# Anyone use Kent Essential Elements?



## Levi (Mar 20, 2011)

So last night I noticed some of my purple algae was getting white spots. I read that supplementing the water could help boost the algae. I went to my LFS and bought a small bottle of Kent Essential Elements. The bottle claims to replace trace elements so I thought I would try it. Of course the instructions only tell you 1 teaspoon per 50 gallons... Mine is 10 gallons, jerks! So I grab my teaspoon and end up using about 4 drops. I buy an LED strip online (yay!) lights out and go to bed.

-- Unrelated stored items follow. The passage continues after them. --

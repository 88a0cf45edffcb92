//! Temperature of the thermal motion of core/Drude systems.
//!
//! The velocity of a Drude particle is measured relative to its core, so
//! the estimate sees the motion of the atoms and of the induced dipoles but
//! not the drift of a Drude particle carried along by its core.

use atoms::Atoms;
use drude::{DrudeError, ParticleRole, PartnerRegistry};
use dwconsts::Units;
use dwmpi::Comm;
use vector3::*;

use thiserror::Error;

#[derive(Debug, Error, Clone, PartialEq)]
pub enum TempDrudeError {
    #[error("temperature computed before setup")]
    NotSetUp,

    #[error("no velocity bias cached for atom {index}: the last compute cached {cached} atoms")]
    StaleBias { index: usize, cached: usize },

    #[error(transparent)]
    Drude(#[from] DrudeError),
}

/// A constraint or integrator that removes degrees of freedom from a group.
pub trait DofSource {
    fn dof(&self, groupbit: u32) -> f64;
}

#[derive(Debug, Clone)]
pub struct TempDrude {
    groupbit: u32,
    dimension: usize,

    boltz: f64,
    mvv2e: f64,

    extra_dof: f64,
    fix_dof: f64,
    dynamic: bool,

    dof: f64,
    tfactor: f64,
    is_setup: bool,

    // entries below nbias hold the bias of the last compute
    vbias: Vec<Vector3f64>,
    nbias: usize,

    scalar: f64,
    vector: [f64; 6],
}

impl TempDrude {
    pub fn new(groupbit: u32, dimension: usize, units: &Units) -> TempDrude {
        TempDrude {
            groupbit,
            dimension,
            boltz: units.get_boltz(),
            mvv2e: units.get_mvv2e(),
            extra_dof: dimension as f64,
            fix_dof: 0.0,
            dynamic: false,
            dof: 0.0,
            tfactor: 0.0,
            is_setup: false,
            vbias: Vec::new(),
            nbias: 0,
            scalar: 0.0,
            vector: [0.0; 6],
        }
    }

    pub fn set_extra_dof(&mut self, extra_dof: f64) {
        self.extra_dof = extra_dof;
    }

    pub fn set_dynamic(&mut self, dynamic: bool) {
        self.dynamic = dynamic;
    }

    pub fn get_dof(&self) -> f64 {
        self.dof
    }

    pub fn get_tfactor(&self) -> f64 {
        self.tfactor
    }

    pub fn get_scalar(&self) -> f64 {
        self.scalar
    }

    pub fn get_vector(&self) -> [f64; 6] {
        self.vector
    }

    /// Bias of owned atom `i` cached by the last compute.
    pub fn get_vbias(&self, i: usize) -> Option<Vector3f64> {
        self.vbias[..self.nbias].get(i).copied()
    }

    /// Gather the degrees of freedom removed by every source and count the
    /// atoms of the group.
    pub fn setup(&mut self, atoms: &Atoms, sources: &[&dyn DofSource], comm: &dyn Comm) {
        self.fix_dof = sources.iter().map(|s| s.dof(self.groupbit)).sum();
        self.dof_compute(atoms, comm);
        self.is_setup = true;
    }

    fn dof_compute(&mut self, atoms: &Atoms, comm: &dyn Comm) {
        let natoms = atoms.group_count(self.groupbit, comm);

        self.dof = self.dimension as f64 * natoms - self.extra_dof - self.fix_dof;

        self.tfactor = if self.dof > 0.0 {
            self.mvv2e / (self.dof * self.boltz)
        } else {
            0.0
        };

        log::debug!("temp/drude: {} atoms, {} degrees of freedom", natoms, self.dof);
    }

    // velocity of the core for a Drude particle, zero for any other atom
    fn refresh_bias(&mut self, atoms: &Atoms, registry: &PartnerRegistry) -> Result<(), TempDrudeError> {
        if !self.is_setup {
            return Err(TempDrudeError::NotSetUp);
        }

        self.nbias = 0;

        if self.vbias.len() < atoms.get_nmax() {
            self.vbias.resize(atoms.get_nmax(), Vector3f64::zeros());
        }

        for i in 0..atoms.nlocal {
            if atoms.mask[i] & self.groupbit == 0 {
                continue;
            }

            self.vbias[i] = match registry.role_of(atoms, i) {
                ParticleRole::Drude => match registry.partner_index(atoms, i)? {
                    Some(ic) => atoms.v[ic],
                    None => Vector3f64::zeros(),
                },
                _ => Vector3f64::zeros(),
            };
        }

        self.nbias = atoms.nlocal;

        Ok(())
    }

    fn check_bias(&self, atoms: &Atoms, i: usize) -> Result<(), TempDrudeError> {
        if i >= self.nbias || i >= atoms.nlocal {
            return Err(TempDrudeError::StaleBias {
                index: i,
                cached: self.nbias,
            });
        }

        Ok(())
    }

    // the cache must cover exactly the owned atoms
    fn check_bias_all(&self, atoms: &Atoms) -> Result<(), TempDrudeError> {
        if self.nbias != atoms.nlocal {
            return Err(TempDrudeError::StaleBias {
                index: self.nbias.min(atoms.nlocal),
                cached: self.nbias,
            });
        }

        Ok(())
    }

    /// Temperature of the group, bias removed.
    pub fn compute_scalar(&mut self, atoms: &Atoms, registry: &PartnerRegistry, comm: &dyn Comm) -> Result<f64, TempDrudeError> {
        self.refresh_bias(atoms, registry)?;

        let mut t = 0.0;

        for i in 0..atoms.nlocal {
            if atoms.mask[i] & self.groupbit != 0 {
                let vthermal = atoms.v[i] - self.vbias[i];
                t += atoms.mass_of(i) * vthermal.norm2_squared();
            }
        }

        let t = comm.all_sum_scalar_f64(t);

        if self.dynamic {
            self.dof_compute(atoms, comm);
        }

        self.scalar = t * self.tfactor;

        Ok(self.scalar)
    }

    /// Kinetic energy tensor of the group (xx, yy, zz, xy, xz, yz), bias removed.
    pub fn compute_vector(&mut self, atoms: &Atoms, registry: &PartnerRegistry, comm: &dyn Comm) -> Result<[f64; 6], TempDrudeError> {
        self.refresh_bias(atoms, registry)?;

        let mut t = [0.0; 6];

        for i in 0..atoms.nlocal {
            if atoms.mask[i] & self.groupbit != 0 {
                let vthermal = atoms.v[i] - self.vbias[i];
                let m = atoms.mass_of(i);

                for (tk, vk) in t.iter_mut().zip(vthermal.outer_voigt(&vthermal).iter()) {
                    *tk += m * vk;
                }
            }
        }

        let total = comm.all_sum_f64(&t);

        for (k, val) in total.iter().enumerate() {
            self.vector[k] = val * self.mvv2e;
        }

        Ok(self.vector)
    }

    /// Remove the bias cached by the last compute from owned atom `i`.
    pub fn remove_bias(&self, atoms: &mut Atoms, i: usize) -> Result<(), TempDrudeError> {
        self.check_bias(atoms, i)?;
        atoms.v[i] -= self.vbias[i];
        Ok(())
    }

    pub fn remove_bias_all(&self, atoms: &mut Atoms) -> Result<(), TempDrudeError> {
        self.check_bias_all(atoms)?;

        for i in 0..atoms.nlocal {
            if atoms.mask[i] & self.groupbit != 0 {
                atoms.v[i] -= self.vbias[i];
            }
        }

        Ok(())
    }

    pub fn restore_bias(&self, atoms: &mut Atoms, i: usize) -> Result<(), TempDrudeError> {
        self.check_bias(atoms, i)?;
        atoms.v[i] += self.vbias[i];
        Ok(())
    }

    pub fn restore_bias_all(&self, atoms: &mut Atoms) -> Result<(), TempDrudeError> {
        self.check_bias_all(atoms)?;

        for i in 0..atoms.nlocal {
            if atoms.mask[i] & self.groupbit != 0 {
                atoms.v[i] += self.vbias[i];
            }
        }

        Ok(())
    }
}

Today I wake up and my Blue Yellowtail Damsel is lighter than usual and it's gills are red. Not bright red but it's noticeable. It's swimming all over the place so clearly something is wrong it's usually behind a rock and peaking out. I read online their gills turn red when they have trouble breathing. I test my water and the tests are fine minus one item. Nitrate went from 0 to .20. I can only assume it was this trace element stuff since nothing else changed. I bought a gallon of RO water and did a 10% water change. The fish is back to normal nice and bright blue and levels are normal minus the nitrate still registers at .10. Salt is currently 32 gravity 1.024. Is this stuff that harmful? 4 drops in 10 gallons doesn't seem like much! I do 10% water changes weekly but this week had to do it 1 day early.


----------



## verdifer (Sep 8, 2010)

Funny enough I was reading the other day about a guy who did a big Calcium dose to his tank and his Foxface died (pretty sure it was a Foxface), but I believe giving a big dose can be bad several small doses are the way to go, I'm guessing also if big doses were safe then the bottle would have instructions on how to do this, I had a low Mag level in my tank a while back and the Mag I got said to not raise it by any more than 80 in a 24hour period.


----------



## Levi (Mar 20, 2011)

Hmm makes sense, spread it out. Thanks for that


----------



## verdifer (Sep 8, 2010)

I forgot to add he used a Kent product also.


----------



## Levi (Mar 20, 2011)

So after a couple of days of watching my fish I noticed it is dull every morning Apparently When the lights are off it gets dull. After about 3 -5 minutes of having the lights on it gets its color back. Annoying! I ended up reading a couple of articles about why they change color at night. I freaked out over nothing. Oh well live and learn. My freshwater fish never did this. Just glad it wasn't the essential elements.


----------



## elenalee (Nov 19, 2011)

i don't have much information about it 
=======


----------